The I/O handle is registered in the reactor and put in non-blocking mode. This method invokes the op closure in a loop until it succeeds or returns an error other than io::ErrorKind::WouldBlock. In between iterations of the loop, it waits until the OS sends a notification that the I/O handle is writable.

The closure receives a shared reference to the I/O handle.

Examples
use async_io::Async;
use std::net::UdpSocket;

let socket = Async::<UdpSocket>::bind(([127, 0, 0, 1], 8000))?;
socket.get_ref().connect("127.0.0.1:9000")?;

let msg = b"hello";
let len = socket.write_with(|s| s.send(msg)).await?;

Performs a write operation asynchronously.

The I/O handle is registered in the reactor and put in non-blocking mode.
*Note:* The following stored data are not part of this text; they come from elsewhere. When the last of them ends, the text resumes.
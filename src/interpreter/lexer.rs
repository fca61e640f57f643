use logos::Logos;

/// Identifies the lexical class of a token.
///
/// The lexer produces one `TokenKind` per recognized unit of text. Operator
/// kinds are disambiguated by longest match, so `<<=` never splits into `<<`
/// and `=`, and keyword kinds take precedence over the identifier rule for
/// the exact keyword spelling.
#[derive(Logos, Debug, PartialEq, Eq, Clone, Copy)]
#[logos(skip r"[ \t\r\n]+")]
pub enum TokenKind {
    /// An identifier such as `x` or `new_adder`. Digits are not permitted.
    #[regex(r"[A-Za-z_]+")]
    Ident,
    /// An integer literal such as `42`. The numeric conversion happens in the
    /// parser; the lexer only captures the text.
    #[regex(r"[0-9]+")]
    Int,
    /// A string literal. No escape sequences are interpreted; the literal is
    /// exactly the text between the quotes. An unterminated literal runs to
    /// the end of the input.
    #[regex(r#""[^"]*""#, priority = 3)]
    #[regex(r#""[^"]*"#, priority = 2)]
    Str,

    /// `=`
    #[token("=")]
    Assign,
    /// `==`
    #[token("==")]
    Eq,
    /// `!=`
    #[token("!=")]
    NotEq,
    /// `!`
    #[token("!")]
    Bang,
    /// `++`
    #[token("++")]
    Inc,
    /// `--`
    #[token("--")]
    Dec,
    /// `+`
    #[token("+")]
    Plus,
    /// `+=`
    #[token("+=")]
    PlusAssign,
    /// `-`
    #[token("-")]
    Minus,
    /// `-=`
    #[token("-=")]
    MinusAssign,
    /// `*`
    #[token("*")]
    Asterisk,
    /// `*=`
    #[token("*=")]
    AsteriskAssign,
    /// `/`
    #[token("/")]
    Slash,
    /// `/=`
    #[token("/=")]
    SlashAssign,
    /// `%`
    #[token("%")]
    Percent,
    /// `%=`
    #[token("%=")]
    PercentAssign,
    /// `<`
    #[token("<")]
    Lt,
    /// `<=`
    #[token("<=")]
    Le,
    /// `>`
    #[token(">")]
    Gt,
    /// `>=`
    #[token(">=")]
    Ge,
    /// `&&`
    #[token("&&")]
    And,
    /// `||`
    #[token("||")]
    Or,
    /// `&`
    #[token("&")]
    Ampersand,
    /// `&=`
    #[token("&=")]
    AmpersandAssign,
    /// `|`
    #[token("|")]
    Pipe,
    /// `|=`
    #[token("|=")]
    PipeAssign,
    /// `^`
    #[token("^")]
    Caret,
    /// `^=`
    #[token("^=")]
    CaretAssign,
    /// `~`
    #[token("~")]
    Tilde,
    /// `<<`
    #[token("<<")]
    Shl,
    /// `<<=`
    #[token("<<=")]
    ShlAssign,
    /// `>>`
    #[token(">>")]
    Shr,
    /// `>>=`
    #[token(">>=")]
    ShrAssign,

    /// `,`
    #[token(",")]
    Comma,
    /// `;`
    #[token(";")]
    Semicolon,
    /// `:`
    #[token(":")]
    Colon,
    /// `(`
    #[token("(")]
    LParen,
    /// `)`
    #[token(")")]
    RParen,
    /// `{`
    #[token("{")]
    LBrace,
    /// `}`
    #[token("}")]
    RBrace,
    /// `[`
    #[token("[")]
    LBracket,
    /// `]`
    #[token("]")]
    RBracket,

    /// `fn`
    #[token("fn")]
    Function,
    /// `let`
    #[token("let")]
    Let,
    /// `true`
    #[token("true")]
    True,
    /// `false`
    #[token("false")]
    False,
    /// `if`
    #[token("if")]
    If,
    /// `else`
    #[token("else")]
    Else,
    /// `return`
    #[token("return")]
    Return,
    /// `for`
    #[token("for")]
    For,

    /// A character the lexer does not recognize. The parser rejects it.
    ///
    /// The catch-all sits below every other rule, so it only fires when
    /// nothing else matches the character.
    #[regex(r".", priority = 1)]
    Illegal,
    /// End of input. Synthesized by the lexer once the source is exhausted;
    /// a literal NUL byte in the source marks the end as well.
    #[token("\0")]
    Eof,
}

impl std::fmt::Display for TokenKind {
    fn fmt(&self, f: &mut std::fmt::Formatter<'_>) -> std::fmt::Result {
        let name = match self {
            Self::Ident => "IDENT",
            Self::Int => "INT",
            Self::Str => "STRING",
            Self::Assign => "=",
            Self::Eq => "==",
            Self::NotEq => "!=",
            Self::Bang => "!",
            Self::Inc => "++",
            Self::Dec => "--",
            Self::Plus => "+",
            Self::PlusAssign => "+=",
            Self::Minus => "-",
            Self::MinusAssign => "-=",
            Self::Asterisk => "*",
            Self::AsteriskAssign => "*=",
            Self::Slash => "/",
            Self::SlashAssign => "/=",
            Self::Percent => "%",
            Self::PercentAssign => "%=",
            Self::Lt => "<",
            Self::Le => "<=",
            Self::Gt => ">",
            Self::Ge => ">=",
            Self::And => "&&",
            Self::Or => "||",
            Self::Ampersand => "&",
            Self::AmpersandAssign => "&=",
            Self::Pipe => "|",
            Self::PipeAssign => "|=",
            Self::Caret => "^",
            Self::CaretAssign => "^=",
            Self::Tilde => "~",
            Self::Shl => "<<",
            Self::ShlAssign => "<<=",
            Self::Shr => ">>",
            Self::ShrAssign => ">>=",
            Self::Comma => ",",
            Self::Semicolon => ";",
            Self::Colon => ":",
            Self::LParen => "(",
            Self::RParen => ")",
            Self::LBrace => "{",
            Self::RBrace => "}",
            Self::LBracket => "[",
            Self::RBracket => "]",
            Self::Function => "FUNCTION",
            Self::Let => "LET",
            Self::True => "TRUE",
            Self::False => "FALSE",
            Self::If => "IF",
            Self::Else => "ELSE",
            Self::Return => "RETURN",
            Self::For => "FOR",
            Self::Illegal => "ILLEGAL",
            Self::Eof => "EOF",
        };

        write!(f, "{name}")
    }
}

/// A lexical token: a kind plus the literal text it was read from.
///
/// For string tokens the literal is the text between the quotes; for all
/// other kinds it is the matched slice verbatim. The `Eof` token carries an
/// empty literal.
#[derive(Debug, Clone, PartialEq, Eq)]
pub struct Token {
    /// The lexical class of the token.
    pub kind:    TokenKind,
    /// The source text backing the token.
    pub literal: String,
}

impl Token {
    /// Creates a token from a kind and its literal text.
    #[must_use]
    pub fn new(kind: TokenKind, literal: impl Into<String>) -> Self {
        Self { kind,
               literal: literal.into() }
    }
}

/// A single-pass tokenizer over a source string.
///
/// Tokens are produced on demand through [`next_token`](Lexer::next_token).
/// The lexer never fails: unrecognized characters surface as
/// [`TokenKind::Illegal`] tokens, and once the input is exhausted every
/// further call yields [`TokenKind::Eof`].
///
/// # Example
/// ```
/// use brook::interpreter::lexer::{Lexer, TokenKind};
///
/// let mut lexer = Lexer::new("let x = 5;");
///
/// assert_eq!(lexer.next_token().kind, TokenKind::Let);
/// assert_eq!(lexer.next_token().literal, "x");
/// assert_eq!(lexer.next_token().kind, TokenKind::Assign);
/// assert_eq!(lexer.next_token().kind, TokenKind::Int);
/// assert_eq!(lexer.next_token().kind, TokenKind::Semicolon);
/// assert_eq!(lexer.next_token().kind, TokenKind::Eof);
/// ```
pub struct Lexer<'a> {
    inner: logos::Lexer<'a, TokenKind>,
}

impl<'a> Lexer<'a> {
    /// Creates a lexer over the given source text.
    #[must_use]
    pub fn new(input: &'a str) -> Self {
        Self { inner: TokenKind::lexer(input) }
    }

    /// Reads the next token from the input.
    pub fn next_token(&mut self) -> Token {
        match self.inner.next() {
            None => Token::new(TokenKind::Eof, ""),
            Some(Err(())) => Token::new(TokenKind::Illegal, self.inner.slice()),
            Some(Ok(TokenKind::Str)) => {
                Token::new(TokenKind::Str, strip_quotes(self.inner.slice()))
            },
            Some(Ok(kind)) => Token::new(kind, self.inner.slice()),
        }
    }
}

/// Removes the delimiting quotes from a matched string literal.
///
/// The opening quote is always present. The closing quote is missing when
/// the literal was unterminated, in which case the value is everything up to
/// the end of the input.
fn strip_quotes(slice: &str) -> &str {
    let body = &slice[1..];
    body.strip_suffix('"').unwrap_or(body)
}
This method invokes the op closure in a loop until it succeeds or returns an error other than io::ErrorKind::WouldBlock. In between iterations of the loop, it waits until the OS sends a notification that the I/O handle is writable.

The closure receives a mutable reference to the I/O handle.

Examples
use async_io::Async;
use std::net::UdpSocket;

let mut socket = Async::<UdpSocket>::bind(([127, 0, 0, 1], 8000))?;
socket.get_ref().connect("127.0.0.1:9000")?;

let msg = b"hello";
let len = socket.write_with_mut(|s| s.send(msg)).await?;

Creates a TCP listener bound to the specified address.

Binding with port number 0 will request an available port from the OS.

Examples
use async_io::Async;
use std::net::TcpListener;

let listener = Async::<TcpListener>::bind(([127, 0, 0, 1], 0))?;
println!("Listening on {}", listener.get_ref().local_addr()?);

Accepts a new incoming TCP connection.

When a connection is established, it will be returned as a TCP stream together with its remote address.

Examples
use async_io::Async;
use std::net::TcpListener;

let listener = Async::<TcpListener>::bind(([127, 0, 0, 1], 8000))?;
let (stream, addr) = listener.accept().await?;
println!("Accepted client: {}", addr);

Returns a stream of incoming TCP connections.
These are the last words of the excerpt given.